*HOW TO COMPLETE THIS TASK:* Within the material that follows, how many lines include the string "standard"? Answer with the number and nothing more.

*DATA PROVIDED:*

■ ■ ■ ■ ■ ■ ■

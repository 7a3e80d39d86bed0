//! The hardware context: root of the device graph

use serde::Serialize;
use std::path::Path;

use crate::builder::{self, BuildError};
use crate::device::{Channel, Device};
use crate::document::{Document, ParseOptions};

/// Provenance tag of contexts built from an XML description
pub const XML_CONTEXT_NAME: &str = "xml";

/// I/O operations attached to a context.
///
/// A context built from a description has no way to talk to hardware, so it
/// always carries the inert backend.
#[derive(Debug, Clone, Copy, PartialEq, Eq, Default, Serialize)]
#[serde(rename_all = "lowercase")]
pub enum Backend {
    #[default]
    Inert,
}

/// A hardware context: an ordered set of devices
#[derive(Debug, Clone, PartialEq, Serialize)]
pub struct Context {
    pub(crate) name: &'static str,
    pub(crate) backend: Backend,
    pub(crate) devices: Vec<Device>,
}

impl Context {
    pub(crate) fn new(name: &'static str) -> Self {
        Self {
            name,
            backend: Backend::Inert,
            devices: Vec::new(),
        }
    }

    /// Build a context from an XML description file
    pub fn from_file(path: impl AsRef<Path>) -> Result<Self, BuildError> {
        let path = path.as_ref();
        let doc = Document::from_file(path, ParseOptions::strict()).map_err(|e| {
            tracing::error!(path = %path.display(), error = %e, "Unable to parse XML file");
            BuildError::from(e)
        })?;
        builder::build_context(doc.root())
    }

    /// Build a context from an XML description held in memory
    pub fn from_buffer(data: &[u8]) -> Result<Self, BuildError> {
        Self::from_buffer_with(data, ParseOptions::strict())
    }

    /// Like [`Context::from_buffer`] with explicit parser options
    pub fn from_buffer_with(data: &[u8], options: ParseOptions) -> Result<Self, BuildError> {
        let doc = Document::parse(data, options).map_err(|e| {
            tracing::error!(len = data.len(), error = %e, "Unable to parse XML buffer");
            BuildError::from(e)
        })?;
        builder::build_context(doc.root())
    }

    /// Build a context from an XML string
    pub fn from_xml(xml: &str) -> Result<Self, BuildError> {
        Self::from_buffer(xml.as_bytes())
    }

    /// Provenance tag ("xml" for description-built contexts)
    pub fn name(&self) -> &'static str {
        self.name
    }

    pub fn backend(&self) -> Backend {
        self.backend
    }

    /// Devices in document order
    pub fn devices(&self) -> &[Device] {
        &self.devices
    }

    pub fn device_count(&self) -> usize {
        self.devices.len()
    }

    /// First device with the given id
    pub fn find_device(&self, id: &str) -> Option<&Device> {
        self.devices.iter().find(|d| d.id == id)
    }

    /// Every channel of every device, paired with its device
    pub fn channels(&self) -> impl Iterator<Item = (&Device, &Channel)> {
        self.devices
            .iter()
            .flat_map(|dev| dev.channels.iter().map(move |chn| (dev, chn)))
    }
}
//! hwctx - Inspect a hardware context description
//!
//! Builds a context from an XML description and prints it as a tree
//! summary or as JSON.

mod config;
mod render;

use anyhow::{Context as _, Result};
use clap::Parser;
use hwctx_core::{Context, ParseOptions};
use std::io::Read;
use std::path::{Path, PathBuf};
use tracing::{debug, info, Level};
use tracing_subscriber::FmtSubscriber;

use config::OutputFormat;

#[derive(Parser, Debug)]
#[command(name = "hwctx")]
#[command(about = "Inspect hardware context descriptions")]
#[command(version)]
struct Args {
    /// Description file to load ("-" reads standard input)
    input: PathBuf,

    /// Path to configuration file
    #[arg(short, long, default_value = "hwctx.toml")]
    config: PathBuf,

    /// Log level (trace, debug, info, warn, error)
    #[arg(short, long)]
    log_level: Option<String>,

    /// Print the context as JSON
    #[arg(long)]
    json: bool,

    /// Hide attribute names in the summary
    #[arg(long)]
    no_attributes: bool,

    /// Tolerate mismatched end tag names
    #[arg(long)]
    lenient: bool,
}

fn parse_level(level: &str) -> Level {
    match level.to_lowercase().as_str() {
        "trace" => Level::TRACE,
        "debug" => Level::DEBUG,
        "info" => Level::INFO,
        "warn" => Level::WARN,
        "error" => Level::ERROR,
        _ => Level::INFO,
    }
}

fn read_input(input: &Path) -> Result<Vec<u8>> {
    if input.as_os_str() == "-" {
        let mut data = Vec::new();
        std::io::stdin()
            .read_to_end(&mut data)
            .context("reading standard input")?;
        Ok(data)
    } else {
        std::fs::read(input).with_context(|| format!("reading {}", input.display()))
    }
}

fn load(args: &Args) -> Result<Context> {
    let data = read_input(&args.input)?;
    let options = if args.lenient {
        ParseOptions::lenient()
    } else {
        ParseOptions::strict()
    };
    Ok(Context::from_buffer_with(&data, options)?)
}

fn main() -> Result<()> {
    let args = Args::parse();

    let loaded = config::read_config(&args.config)?;
    let found = loaded.is_some();
    let mut config = loaded.unwrap_or_default();

    let level = args.log_level.as_deref().unwrap_or(&config.log.level);
    let subscriber = FmtSubscriber::builder()
        .with_max_level(parse_level(level))
        .with_target(true)
        .with_writer(std::io::stderr)
        .finish();

    tracing::subscriber::set_global_default(subscriber)?;

    debug!("hwctx v{}", env!("CARGO_PKG_VERSION"));
    if found {
        info!(path = %args.config.display(), "Loaded configuration");
    } else {
        info!(
            path = %args.config.display(),
            "Configuration file not found, using defaults"
        );
    }

    if args.json {
        config.output.format = OutputFormat::Json;
    }
    if args.no_attributes {
        config.output.show_attributes = false;
    }

    let ctx = load(&args).with_context(|| format!("loading {}", args.input.display()))?;
    print!("{}", render::render(&ctx, &config.output)?);

    Ok(())
}
//! Warning Collector (C14): accumulates non-fatal diagnostics produced during
//! resolution, CTE expansion, and complexity checks.

use serde::{Deserialize, Serialize};
use std::collections::BTreeMap;

#[derive(Debug, Clone, Copy, PartialEq, Eq, Serialize, Deserialize)]
#[serde(rename_all = "lowercase")]
pub enum WarningLevel {
    Info,
    Warning,
    Error,
}

#[derive(Debug, Clone, Serialize, Deserialize)]
pub struct Warning {
    pub level: WarningLevel,
    pub message: String,
    #[serde(default, skip_serializing_if = "BTreeMap::is_empty")]
    pub context: BTreeMap<String, String>,
}

impl Warning {
    pub fn new(level: WarningLevel, message: impl Into<String>) -> Self {
        Self {
            level,
            message: message.into(),
            context: BTreeMap::new(),
        }
    }

    pub fn with_context(mut self, key: impl Into<String>, value: impl Into<String>) -> Self {
        self.context.insert(key.into(), value.into());
        self
    }
}

/// Per-resolver (i.e. per-scope) warning sink. The caller is responsible for
/// merging warnings from child scopes/extractors into a script-level summary.
#[derive(Debug, Clone, Default)]
pub struct WarningCollector {
    warnings: Vec<Warning>,
}

impl WarningCollector {
    pub fn new() -> Self {
        Self::default()
    }

    pub fn push(&mut self, warning: Warning) {
        self.warnings.push(warning);
    }

    pub fn info(&mut self, message: impl Into<String>) {
        self.push(Warning::new(WarningLevel::Info, message));
    }

    pub fn warn(&mut self, message: impl Into<String>) {
        self.push(Warning::new(WarningLevel::Warning, message));
    }

    pub fn error(&mut self, message: impl Into<String>) {
        self.push(Warning::new(WarningLevel::Error, message));
    }

    /// Records an ambiguous-column resolution that was downgraded (policy
    /// `Warn`/`Ignore`) instead of rejected.
    pub fn ambiguity(&mut self, column: &str, candidates: &[String], chosen: &str) {
        self.push(
            Warning::new(
                WarningLevel::Warning,
                format!(
                    "column '{column}' is ambiguous across {candidates:?}; chose '{chosen}'"
                ),
            )
            .with_context("column", column)
            .with_context("chosen", chosen),
        );
    }

    pub fn missing_schema(&mut self, table: &str) {
        self.push(
            Warning::new(
                WarningLevel::Warning,
                format!("no schema information available for table '{table}'"),
            )
            .with_context("table", table),
        );
    }

    pub fn inference(&mut self, message: impl Into<String>) {
        self.push(Warning::new(WarningLevel::Info, message));
    }

    pub fn extend(&mut self, other: WarningCollector) {
        self.warnings.extend(other.warnings);
    }

    pub fn into_vec(self) -> Vec<Warning> {
        self.warnings
    }

    pub fn as_slice(&self) -> &[Warning] {
        &self.warnings
    }

    pub fn is_empty(&self) -> bool {
        self.warnings.is_empty()
    }

    /// Summary of warning counts by level, for `ScriptResult` reporting.
    pub fn summary(&self) -> BTreeMap<&'static str, usize> {
        let mut counts = BTreeMap::new();
        for warning in &self.warnings {
            let key = match warning.level {
                WarningLevel::Info => "info",
                WarningLevel::Warning => "warning",
                WarningLevel::Error => "error",
            };
            *counts.entry(key).or_insert(0) += 1;
        }
        counts
    }
}

#[cfg(test)]
mod tests {
    use super::*;

    #[test]
    fn summary_counts_by_level() {
        let mut collector = WarningCollector::new();
        collector.warn("a");
        collector.warn("b");
        collector.error("c");
        let summary = collector.summary();
        assert_eq!(summary.get("warning"), Some(&2));
        assert_eq!(summary.get("error"), Some(&1));
    }

    #[test]
    fn extend_merges_collectors() {
        let mut a = WarningCollector::new();
        a.info("from a");
        let mut b = WarningCollector::new();
        b.info("from b");
        a.extend(b);
        assert_eq!(a.into_vec().len(), 2);
    }
}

■ ■ ■ ■ ■ ■ ■

*FINAL ANSWER:* 2